§ **RECORDS SUPPLIED**
--

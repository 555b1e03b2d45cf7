use crate::error::{AppError, AppResult, DataError, FileError};
use crate::models::proof::ProofItem;
use serde_json::Value;
use std::collections::BTreeMap;
use std::path::{Path, PathBuf};
use tokio::fs;

/// 可识别的文本字段，按优先级排列
pub const POSSIBLE_TEXT_FIELDS: [&str; 4] = ["message", "text", "content", "dialogue"];

/// 一对中英文文件
#[derive(Debug, Clone, PartialEq, Eq)]
pub struct FilePair {
    pub base_name: String,
    pub en_file: PathBuf,
    pub zh_file: PathBuf,
}

impl FilePair {
    /// 英文文件名（修改后的副本沿用此名）
    pub fn en_file_name(&self) -> String {
        self.en_file
            .file_name()
            .map(|n| n.to_string_lossy().to_string())
            .unwrap_or_else(|| format!("{}.json", self.base_name))
    }
}

/// 检测条目的文本字段，值为 null 的字段不算
pub fn detect_text_field(record: &Value) -> Option<&'static str> {
    let obj = record.as_object()?;
    POSSIBLE_TEXT_FIELDS
        .iter()
        .copied()
        .find(|field| obj.get(*field).is_some_and(|v| !v.is_null()))
}

/// 把字段值转换为去除首尾空白的文本
pub fn extract_text(value: &Value) -> String {
    match value {
        Value::String(s) => s.trim().to_string(),
        Value::Array(items) => match items.first() {
            None => String::new(),
            Some(Value::String(_)) => items
                .iter()
                .filter(|v| !v.is_null())
                .map(|v| match v {
                    Value::String(s) => s.trim().to_string(),
                    other => other.to_string(),
                })
                .collect::<Vec<_>>()
                .join(" "),
            Some(first) => first.to_string().trim().to_string(),
        },
        Value::Null => String::new(),
        other => other.to_string().trim().to_string(),
    }
}

/// 读取 JSON 数组文件
pub async fn load_json_records(path: &Path) -> AppResult<Vec<Value>> {
    let display = path.display().to_string();
    let content = fs::read_to_string(path)
        .await
        .map_err(|e| AppError::file_read_failed(&display, e))?;

    let value: Value = serde_json::from_str(&content).map_err(|source| {
        AppError::File(FileError::JsonParseFailed {
            path: display.clone(),
            source,
        })
    })?;

    match value {
        Value::Array(records) => Ok(records),
        _ => Err(DataError::NotAnArray { path: display }.into()),
    }
}

/// 校验中英文数据结构是否一致
pub fn validate_structure(src: &[Value], tgt: &[Value]) -> Result<(), DataError> {
    if src.len() != tgt.len() {
        return Err(DataError::LengthMismatch {
            source_len: src.len(),
            target_len: tgt.len(),
        });
    }

    for (i, (s, t)) in src.iter().zip(tgt).enumerate() {
        if detect_text_field(s).is_none() {
            return Err(DataError::MissingTextField { side: "source", index: i });
        }
        if detect_text_field(t).is_none() {
            return Err(DataError::MissingTextField { side: "target", index: i });
        }

        let source_name = s.get("name").and_then(Value::as_str).filter(|n| !n.is_empty());
        let target_name = t.get("name").and_then(Value::as_str).filter(|n| !n.is_empty());
        if let (Some(sn), Some(tn)) = (source_name, target_name) {
            if sn != tn {
                tracing::warn!("⚠ 第{}条 name 不一致: {} != {}", i, sn, tn);
            }
        }
    }

    Ok(())
}

/// 合并中英文记录为待校对条目，文本为空的条目会被跳过
pub fn merge_records(src: &[Value], tgt: &[Value]) -> Vec<ProofItem> {
    let mut merged = Vec::new();

    for (i, (s, t)) in src.iter().zip(tgt).enumerate() {
        let (Some(source_field), Some(target_field)) = (detect_text_field(s), detect_text_field(t)) else {
            tracing::warn!("⚠ 第{}条字段异常，跳过", i);
            continue;
        };

        let source_text = extract_text(&s[source_field]);
        let target_text = extract_text(&t[target_field]);

        if source_text.is_empty() || target_text.is_empty() {
            tracing::warn!("⚠ 第{}条文本内容为空，跳过", i);
            continue;
        }

        merged.push(ProofItem {
            index: i,
            name: s.get("name").and_then(Value::as_str).map(str::to_string),
            source: source_text,
            target: target_text,
        });
    }

    merged
}

/// 去掉文件名中的语言后缀
fn base_name(file_name: &str, suffix: &str) -> String {
    file_name.replace(suffix, "").replace(".json", "")
}

async fn collect_json_files(folder: &Path, suffix: &str) -> AppResult<BTreeMap<String, PathBuf>> {
    let is_dir = fs::metadata(folder).await.map(|m| m.is_dir()).unwrap_or(false);
    if !is_dir {
        return Err(FileError::DirectoryNotFound {
            path: folder.display().to_string(),
        }
        .into());
    }

    let mut files = BTreeMap::new();
    let mut entries = fs::read_dir(folder)
        .await
        .map_err(|e| AppError::file_read_failed(folder.display().to_string(), e))?;

    while let Some(entry) = entries
        .next_entry()
        .await
        .map_err(|e| AppError::file_read_failed(folder.display().to_string(), e))?
    {
        let path = entry.path();
        if path.extension().and_then(|s| s.to_str()) != Some("json") {
            continue;
        }
        if let Some(name) = path.file_name().and_then(|n| n.to_str()) {
            files.insert(base_name(name, suffix), path.clone());
        }
    }

    Ok(files)
}

/// 查找匹配的中英文文件对，按 base_name 排序
pub async fn find_matching_files(en_folder: &Path, zh_folder: &Path) -> AppResult<Vec<FilePair>> {
    let en_files = collect_json_files(en_folder, "_en.json").await?;
    let mut zh_files = collect_json_files(zh_folder, "_zh-sc.json").await?;

    let pairs = en_files
        .into_iter()
        .filter_map(|(base_name, en_file)| {
            zh_files.remove(&base_name).map(|zh_file| FilePair {
                base_name,
                en_file,
                zh_file,
            })
        })
        .collect();

    Ok(pairs)
}

/// 解析用户的文件选择
///
/// `all` 选择全部；否则为空格分隔的 1 起始编号，越界编号被忽略。
/// 含非数字时返回 `None`。
pub fn parse_selection(input: &str, total: usize) -> Option<Vec<usize>> {
    let input = input.trim();
    if input.eq_ignore_ascii_case("all") {
        return Some((0..total).collect());
    }

    let mut selected = Vec::new();
    for token in input.split_whitespace() {
        let number: usize = token.parse().ok()?;
        if (1..=total).contains(&number) {
            selected.push(number - 1);
        }
    }
    Some(selected)
}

--

§ **REQUIREMENT**
Copy all the records above exactly, missing none.

§ **OUTPUT BELOW**
repository 555b1e03b2d45cf7
use crate::error::{AppError, AppResult, DataError, FileError};
use crate::models::proof::ProofItem;
use serde_json::Value;
use std::collections::BTreeMap;
use std::path::{Path, PathBuf};
use tokio::fs;

/// 可识别的文本字段，按优先级排列
pub const POSSIBLE_TEXT_FIELDS: [&str; 4] = ["message", "text", "content", "dialogue"];

/// 一对中英文文件
#[derive(Debug, Clone, PartialEq, Eq)]
pub struct FilePair {
    pub base_name: String,
    pub en_file: PathBuf,
    pub zh_file: PathBuf,
}

impl FilePair {
    /// 英文文件名（修改后的副本沿用此名）
    pub fn en_file_name(&self) -> String {
        self.en_file
            .file_name()
            .map(|n| n.to_string_lossy().to_string())
            .unwrap_or_else(|| format!("{}.json", self.base_name))
    }
}

/// 检测条目的文本字段，值为 null 的字段不算
pub fn detect_text_field(record: &Value) -> Option<&'static str> {
    let obj = record.as_object()?;
    POSSIBLE_TEXT_FIELDS
        .iter()
        .copied()
        .find(|field| obj.get(*field).is_some_and(|v| !v.is_null()))
}

/// 把字段值转换为去除首尾空白的文本
pub fn extract_text(value: &Value) -> String {
    match value {
        Value::String(s) => s.trim().to_string(),
        Value::Array(items) => match items.first() {
            None => String::new(),
            Some(Value::String(_)) => items
                .iter()
                .filter(|v| !v.is_null())
                .map(|v| match v {
                    Value::String(s) => s.trim().to_string(),
                    other => other.to_string(),
                })
                .collect::<Vec<_>>()
                .join(" "),
            Some(first) => first.to_string().trim().to_string(),
        },
        Value::Null => String::new(),
        other => other.to_string().trim().to_string(),
    }
}

/// 读取 JSON 数组文件
pub async fn load_json_records(path: &Path) -> AppResult<Vec<Value>> {
    let display = path.display().to_string();
    let content = fs::read_to_string(path)
        .await
        .map_err(|e| AppError::file_read_failed(&display, e))?;

    let value: Value = serde_json::from_str(&content).map_err(|source| {
        AppError::File(FileError::JsonParseFailed {
            path: display.clone(),
            source,
        })
    })?;

    match value {
        Value::Array(records) => Ok(records),
        _ => Err(DataError::NotAnArray { path: display }.into()),
    }
}

/// 校验中英文数据结构是否一致
pub fn validate_structure(src: &[Value], tgt: &[Value]) -> Result<(), DataError> {
    if src.len() != tgt.len() {
        return Err(DataError::LengthMismatch {
            source_len: src.len(),
            target_len: tgt.len(),
        });
    }

    for (i, (s, t)) in src.iter().zip(tgt).enumerate() {
        if detect_text_field(s).is_none() {
            return Err(DataError::MissingTextField { side: "source", index: i });
        }
        if detect_text_field(t).is_none() {
            return Err(DataError::MissingTextField { side: "target", index: i });
        }

        let source_name = s.get("name").and_then(Value::as_str).filter(|n| !n.is_empty());
        let target_name = t.get("name").and_then(Value::as_str).filter(|n| !n.is_empty());
        if let (Some(sn), Some(tn)) = (source_name, target_name) {
            if sn != tn {
                tracing::warn!("⚠ 第{}条 name 不一致: {} != {}", i, sn, tn);
            }
        }
    }

    Ok(())
}

/// 合并中英文记录为待校对条目，文本为空的条目会被跳过
pub fn merge_records(src: &[Value], tgt: &[Value]) -> Vec<ProofItem> {
    let mut merged = Vec::new();

    for (i, (s, t)) in src.iter().zip(tgt).enumerate() {
        let (Some(source_field), Some(target_field)) = (detect_text_field(s), detect_text_field(t)) else {
            tracing::warn!("⚠ 第{}条字段异常，跳过", i);
            continue;
        };

        let source_text = extract_text(&s[source_field]);
        let target_text = extract_text(&t[target_field]);

        if source_text.is_empty() || target_text.is_empty() {
            tracing::warn!("⚠ 第{}条文本内容为空，跳过", i);
            continue;
        }

        merged.push(ProofItem {
            index: i,
            name: s.get("name").and_then(Value::as_str).map(str::to_string),
            source: source_text,
            target: target_text,
        });
    }

    merged
}

/// 去掉文件名中的语言后缀
fn base_name(file_name: &str, suffix: &str) -> String {
    file_name.replace(suffix, "").replace(".json", "")
}

async fn collect_json_files(folder: &Path, suffix: &str) -> AppResult<BTreeMap<String, PathBuf>> {
    let is_dir = fs::metadata(folder).await.map(|m| m.is_dir()).unwrap_or(false);
    if !is_dir {
        return Err(FileError::DirectoryNotFound {
            path: folder.display().to_string(),
        }
        .into());
    }

    let mut files = BTreeMap::new();
    let mut entries = fs::read_dir(folder)
        .await
        .map_err(|e| AppError::file_read_failed(folder.display().to_string(), e))?;

    while let Some(entry) = entries
        .next_entry()
        .await
        .map_err(|e| AppError::file_read_failed(folder.display().to_string(), e))?
    {
        let path = entry.path();
        if path.extension().and_then(|s| s.to_str()) != Some("json") {
            continue;
        }
        if let Some(name) = path.file_name().and_then(|n| n.to_str()) {
            files.insert(base_name(name, suffix), path.clone());
        }
    }

    Ok(files)
}

/// 查找匹配的中英文文件对，按 base_name 排序
pub async fn find_matching_files(en_folder: &Path, zh_folder: &Path) -> AppResult<Vec<FilePair>> {
    let en_files = collect_json_files(en_folder, "_en.json").await?;
    let mut zh_files = collect_json_files(zh_folder, "_zh-sc.json").await?;

    let pairs = en_files
        .into_iter()
        .filter_map(|(base_name, en_file)| {
            zh_files.remove(&base_name).map(|zh_file| FilePair {
                base_name,
                en_file,
                zh_file,
            })
        })
        .collect();

    Ok(pairs)
}

/// 解析用户的文件选择
///
/// `all` 选择全部；否则为空格分隔的 1 起始编号，越界编号被忽略。
/// 含非数字时返回 `None`。
pub fn parse_selection(input: &str, total: usize) -> Option<Vec<usize>> {
    let input = input.trim();
    if input.eq_ignore_ascii_case("all") {
        return Some((0..total).collect());
    }

    let mut selected = Vec::new();
    for token in input.split_whitespace() {
        let number: usize = token.parse().ok()?;
        if (1..=total).contains(&number) {
            selected.push(number - 1);
        }
    }
    Some(selected)
}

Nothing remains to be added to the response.